The problem> Write out again, please, the records below from the first line to the line holding "that strips them.", inclusive, and nothing else.

Records for the exercise>
use serde::{Deserialize, Serialize};
use serde_json::Value;
use sqlx::{FromRow, PgPool};
use time::OffsetDateTime;
use uuid::Uuid;

use super::dto::{ListUsersParams, UpdateUserRequest};

/// User record as stored. `password` (hash) and `salt` serialize on purpose:
/// every outbound representation goes through `sanitize_response`, which is
/// the boundary that strips them.
#[derive(Debug, Clone, Serialize, Deserialize, FromRow)]
pub struct User {
    pub id: Uuid,
    pub name: String,
    pub username: String,
    pub email: String,
    pub password: String,
    pub salt: String,
    pub bio: Option<String>,
    pub email_verified: bool,
    #[serde(with = "time::serde::rfc3339")]
    pub created_at: OffsetDateTime,
    #[serde(with = "time::serde::rfc3339::option")]
    pub updated_at: Option<OffsetDateTime>,
}

#[derive(Debug, Clone, Serialize, Deserialize, FromRow)]
pub struct Address {
    pub id: Uuid,
    pub user_id: Uuid,
    pub street: String,
    pub city: String,
    pub country: String,
    pub postal_code: Option<String>,
    #[serde(with = "time::serde::rfc3339")]
    pub created_at: OffsetDateTime,
}

#[derive(Debug, Clone, Serialize, Deserialize, FromRow)]
pub struct Role {
    pub id: Uuid,
    pub name: String,
}

const USER_COLUMNS: &str =
    "id, name, username, email, password, salt, bio, email_verified, created_at, updated_at";

impl User {
    pub async fn find_by_id(db: &PgPool, id: Uuid) -> anyhow::Result<Option<User>> {
        let user = sqlx::query_as::<_, User>(&format!(
            "SELECT {USER_COLUMNS} FROM users WHERE id = $1"
        ))
        .bind(id)
        .fetch_optional(db)
        .await?;
        Ok(user)
    }

    pub async fn find_by_email(db: &PgPool, email: &str) -> anyhow::Result<Option<User>> {
        let user = sqlx::query_as::<_, User>(&format!(
            "SELECT {USER_COLUMNS} FROM users WHERE email = $1"
        ))
        .bind(email)
        .fetch_optional(db)
        .await?;
        Ok(user)
    }

    pub async fn find_by_username(db: &PgPool, username: &str) -> anyhow::Result<Option<User>> {
        let user = sqlx::query_as::<_, User>(&format!(
            "SELECT {USER_COLUMNS} FROM users WHERE username = $1"
        ))
        .bind(username)
        .fetch_optional(db)
        .await?;
        Ok(user)
    }

    pub async fn create(
        db: &PgPool,
        name: &str,
        username: &str,
        email: &str,
        password: &str,
        salt: &str,
    ) -> anyhow::Result<User> {
        let user = sqlx::query_as::<_, User>(&format!(
            r#"
            INSERT INTO users (name, username, email, password, salt)
            VALUES ($1, $2, $3, $4, $5)
            RETURNING {USER_COLUMNS}
            "#
        ))
        .bind(name)
        .bind(username)
        .bind(email)
        .bind(password)
        .bind(salt)
        .fetch_one(db)
        .await?;
        Ok(user)
    }

    /// Partial profile update; absent fields keep their stored value.
    pub async fn update_profile(
        db: &PgPool,
        id: Uuid,
        update: &UpdateUserRequest,
    ) -> anyhow::Result<Option<User>> {
        let user = sqlx::query_as::<_, User>(&format!(
            r#"
            UPDATE users
            SET name = COALESCE($2, name),
                username = COALESCE($3, username),
                email = COALESCE($4, email),
                bio = COALESCE($5, bio),
                updated_at = now()
            WHERE id = $1
            RETURNING {USER_COLUMNS}
            "#
        ))
        .bind(id)
        .bind(update.name.as_deref())
        .bind(update.username.as_deref())
        .bind(update.email.as_deref())
        .bind(update.bio.as_deref())
        .fetch_optional(db)
        .await?;
        Ok(user)
    }

    /// Replaces hash and salt together in one statement; the pair is never
    /// updated partially.
    pub async fn update_credentials(
        db: &PgPool,
        id: Uuid,
        password: &str,
        salt: &str,
    ) -> anyhow::Result<()> {
        sqlx::query("UPDATE users SET password = $2, salt = $3, updated_at = now() WHERE id = $1")
            .bind(id)
            .bind(password)
            .bind(salt)
            .execute(db)
            .await?;
        Ok(())
    }

    pub async fn search(db: &PgPool, params: &ListUsersParams) -> anyhow::Result<Vec<User>> {
        let pattern = params
            .search
            .as_ref()
            .filter(|s| !s.is_empty())
            .map(|s| format!("%{}%", s));
        let users = sqlx::query_as::<_, User>(&format!(
            r#"
            SELECT {USER_COLUMNS}
            FROM users
            WHERE $1::text IS NULL
               OR name ILIKE $1 OR username ILIKE $1 OR email ILIKE $1
            ORDER BY created_at DESC
            LIMIT $2 OFFSET $3
            "#
        ))
        .bind(pattern)
        .bind(params.limit)
        .bind(params.offset)
        .fetch_all(db)
        .await?;
        Ok(users)
    }

    /// Loads a user together with its relations as a JSON value, ready for
    /// sanitization. Relations are attached as nested arrays.
    pub async fn find_with_relations(db: &PgPool, id: Uuid) -> anyhow::Result<Option<Value>> {
        let Some(user) = Self::find_by_id(db, id).await? else {
            return Ok(None);
        };

        let addresses = sqlx::query_as::<_, Address>(
            r#"
            SELECT id, user_id, street, city, country, postal_code, created_at
            FROM addresses
            WHERE user_id = $1
            ORDER BY created_at ASC
            "#,
        )
        .bind(id)
        .fetch_all(db)
        .await?;

        let roles = sqlx::query_as::<_, Role>(
            r#"
            SELECT r.id, r.name
            FROM roles r
            JOIN user_roles ur ON ur.role_id = r.id
            WHERE ur.user_id = $1
            ORDER BY r.name ASC
            "#,
        )
        .bind(id)
        .fetch_all(db)
        .await?;

        let mut value = serde_json::to_value(&user)?;
        value["addresses"] = serde_json::to_value(addresses)?;
        value["roles"] = serde_json::to_value(roles)?;
        Ok(Some(value))
    }
}
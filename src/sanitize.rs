use serde_json::{Map, Number, Value};
use time::format_description::well_known::{Iso8601, Rfc3339};
use time::{Date, OffsetDateTime};

const SENSITIVE_KEYS: &[&str] = &["password", "salt"];

/// Builds a safe-to-serialize copy of `value` with `password` and `salt`
/// removed at every nesting level. `false` fields are kept; `null`, empty
/// strings and zero numbers are dropped; date strings pass through verbatim;
/// arrays are sanitized element-wise. The input is never mutated and the
/// function is idempotent.
pub fn sanitize_response(value: &Value) -> Value {
    match value {
        Value::Array(items) => Value::Array(items.iter().map(sanitize_response).collect()),
        Value::Object(map) => sanitize_object(map),
        scalar => scalar.clone(),
    }
}

fn sanitize_object(map: &Map<String, Value>) -> Value {
    let mut out = Map::with_capacity(map.len());
    for (key, value) in map {
        if SENSITIVE_KEYS.contains(&key.as_str()) {
            continue;
        }
        match value {
            // `false` survives; every other falsy value below is dropped.
            Value::Bool(_) => {
                out.insert(key.clone(), value.clone());
            }
            Value::Null => {}
            Value::String(s) if s.is_empty() => {}
            Value::Number(n) if is_zero(n) => {}
            Value::String(s) if parses_as_date(s) => {
                out.insert(key.clone(), value.clone());
            }
            Value::Array(items) => {
                out.insert(
                    key.clone(),
                    Value::Array(items.iter().map(sanitize_response).collect()),
                );
            }
            Value::Object(inner) => {
                out.insert(key.clone(), sanitize_object(inner));
            }
            scalar => {
                out.insert(key.clone(), scalar.clone());
            }
        }
    }
    Value::Object(out)
}

fn is_zero(n: &Number) -> bool {
    n.as_f64().map(|f| f == 0.0).unwrap_or(false)
}

/// RFC 3339 timestamps and plain ISO 8601 dates count as date values; they
/// are kept verbatim and never recursed into.
fn parses_as_date(s: &str) -> bool {
    OffsetDateTime::parse(s, &Rfc3339).is_ok() || Date::parse(s, &Iso8601::DEFAULT).is_ok()
}

#[cfg(test)]
mod tests {
    use super::*;
    use serde_json::json;

    #[test]
    fn strips_password_and_salt_at_top_level() {
        let input = json!({
            "id": "42",
            "username": "ada",
            "password": "$argon2id$v=19$m=19456,t=2,p=1$abc$def",
            "salt": "abc",
        });
        let out = sanitize_response(&input);
        assert_eq!(out, json!({"id": "42", "username": "ada"}));
    }

    #[test]
    fn strips_sensitive_keys_at_every_depth() {
        let input = json!({
            "name": "Ada",
            "account": {
                "password": "x",
                "salt": "y",
                "profile": {"salt": "z", "city": "London"}
            },
            "friends": [
                {"password": "p", "name": "Grace"},
                {"nested": [{"salt": "s", "ok": true}]}
            ]
        });
        let out = sanitize_response(&input);
        assert_eq!(
            out,
            json!({
                "name": "Ada",
                "account": {"profile": {"city": "London"}},
                "friends": [
                    {"name": "Grace"},
                    {"nested": [{"ok": true}]}
                ]
            })
        );
    }

    #[test]
    fn keeps_false_drops_null_and_empty_string() {
        let input = json!({"a": false, "b": null, "c": ""});
        assert_eq!(sanitize_response(&input), json!({"a": false}));
    }

    #[test]
    fn keeps_true_and_nonzero_numbers_drops_zero() {
        let input = json!({"verified": true, "count": 3, "zero": 0, "zero_f": 0.0});
        assert_eq!(
            sanitize_response(&input),
            json!({"verified": true, "count": 3})
        );
    }

    #[test]
    fn date_strings_pass_through_unmodified() {
        let input = json!({
            "created_at": "2023-01-01T00:00:00Z",
            "birthday": "1990-06-15"
        });
        let out = sanitize_response(&input);
        assert_eq!(out["created_at"], json!("2023-01-01T00:00:00Z"));
        assert_eq!(out["birthday"], json!("1990-06-15"));
    }

    #[test]
    fn arrays_map_elementwise() {
        let input = json!([{"password": "x", "n": 1}]);
        assert_eq!(sanitize_response(&input), json!([{"n": 1}]));
    }

    #[test]
    fn array_elements_are_never_dropped() {
        // Dropping applies to object keys only; array elements stay in place.
        let input = json!({"values": [null, "", 0, false, "kept"]});
        assert_eq!(
            sanitize_response(&input),
            json!({"values": [null, "", 0, false, "kept"]})
        );
    }

    #[test]
    fn empty_nested_objects_are_kept() {
        let input = json!({"profile": {}});
        assert_eq!(sanitize_response(&input), json!({"profile": {}}));
    }

    #[test]
    fn top_level_scalars_return_as_is() {
        assert_eq!(sanitize_response(&json!("hello")), json!("hello"));
        assert_eq!(sanitize_response(&json!(false)), json!(false));
        assert_eq!(sanitize_response(&json!(null)), json!(null));
    }

    #[test]
    fn relations_are_sanitized_as_opaque_nested_objects() {
        let input = json!({
            "id": "u1",
            "email": "ada@example.com",
            "password": "hash",
            "salt": "salt",
            "email_verified": false,
            "bio": null,
            "addresses": [
                {"street": "1 Main St", "city": "London", "postal_code": ""}
            ],
            "roles": [{"name": "admin"}]
        });
        let out = sanitize_response(&input);
        assert_eq!(
            out,
            json!({
                "id": "u1",
                "email": "ada@example.com",
                "email_verified": false,
                "addresses": [{"street": "1 Main St", "city": "London"}],
                "roles": [{"name": "admin"}]
            })
        );
    }

    #[test]
    fn sanitize_is_idempotent() {
        let input = json!({
            "a": false,
            "b": null,
            "password": "x",
            "nested": {"salt": "y", "d": "2023-01-01T00:00:00Z", "n": 0},
            "list": [{"password": "z", "v": 1}]
        });
        let once = sanitize_response(&input);
        let twice = sanitize_response(&once);
        assert_eq!(once, twice);
    }

    #[test]
    fn input_is_not_mutated() {
        let input = json!({"password": "x", "keep": "v"});
        let snapshot = input.clone();
        let _ = sanitize_response(&input);
        assert_eq!(input, snapshot);
    }
}
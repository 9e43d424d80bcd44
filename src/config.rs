use serde::Deserialize;

#[derive(Debug, Clone, Deserialize)]
pub struct JwtConfig {
    pub secret: String,
    pub issuer: String,
    pub audience: String,
    pub ttl_minutes: i64,
    pub refresh_ttl_minutes: i64,
}

#[derive(Debug, Clone, Deserialize)]
pub struct AppConfig {
    pub database_url: String,
    pub jwt: JwtConfig,
}

impl AppConfig {
    pub fn from_env() -> anyhow::Result<Self> {
        let database_url = std::env::var("DATABASE_URL")?;
        let jwt = JwtConfig {
            secret: std::env::var("JWT_SECRET")?,
            issuer: std::env::var("JWT_ISSUER").unwrap_or_else(|_| "userbase".into()),
            audience: std::env::var("JWT_AUDIENCE").unwrap_or_else(|_| "userbase-users".into()),
            ttl_minutes: std::env::var("JWT_TTL_MINUTES")
                .ok()
                .and_then(|v| v.parse::<i64>().ok())
                .unwrap_or(60),
            refresh_ttl_minutes: std::env::var("JWT_REFRESH_TTL_MINUTES")
                .ok()
                .and_then(|v| v.parse::<i64>().ok())
                .unwrap_or(60 * 24 * 14),
        };
        Ok(Self { database_url, jwt })
    }
}
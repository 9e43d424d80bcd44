use std::net::SocketAddr;

use axum::{routing::get, Router};
use tower_http::{cors::CorsLayer, trace::TraceLayer};

use crate::state::AppState;
use crate::{auth, users};

pub fn build_app(state: AppState) -> Router {
    Router::new()
        .nest(
            "/api/v1",
            Router::new()
                .merge(auth::router())
                .merge(users::router())
                .route("/health", get(|| async { "ok" })),
        )
        .with_state(state)
        .layer(CorsLayer::permissive())
        .layer(
            TraceLayer::new_for_http()
                .make_span_with(|req: &axum::http::Request<_>| {
                    let method = req.method().clone();
                    let uri = req.uri().clone();
                    tracing::info_span!("http_request", %method, uri = %uri)
                })
                .on_response(
                    |res: &axum::http::Response<_>,
                     _latency: std::time::Duration,
                     span: &tracing::Span| {
                        let status = res.status();
                        span.record("status", tracing::field::display(status));
                        if status.is_server_error() {
                            tracing::error!(%status, "response");
                        } else {
                            tracing::info!(%status, "response");
                        }
                    },
                ),
        )
}

pub async fn serve(app: Router) -> anyhow::Result<()> {
    let addr: SocketAddr = format!(
        "{}:{}",
        std::env::var("APP_HOST").unwrap_or_else(|_| "0.0.0.0".into()),
        std::env::var("APP_PORT").unwrap_or_else(|_| "8080".into())
    )
    .parse()?;

    tracing::info!("listening on {}", addr);
    let listener = tokio::net::TcpListener::bind(addr).await?;
    axum::serve(listener, app).await?;
    Ok(())
}
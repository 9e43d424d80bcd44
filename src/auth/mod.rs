use axum::Router;

use crate::state::AppState;

mod dto;
pub mod handlers;
pub mod jwt;
pub mod sessions;

pub fn router() -> Router<AppState> {
    handlers::auth_routes()
}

Expected answer>
use serde::{Deserialize, Serialize};
use serde_json::Value;
use sqlx::{FromRow, PgPool};
use time::OffsetDateTime;
use uuid::Uuid;

use super::dto::{ListUsersParams, UpdateUserRequest};

/// User record as stored. `password` (hash) and `salt` serialize on purpose:
/// every outbound representation goes through `sanitize_response`, which is
/// the boundary that strips them.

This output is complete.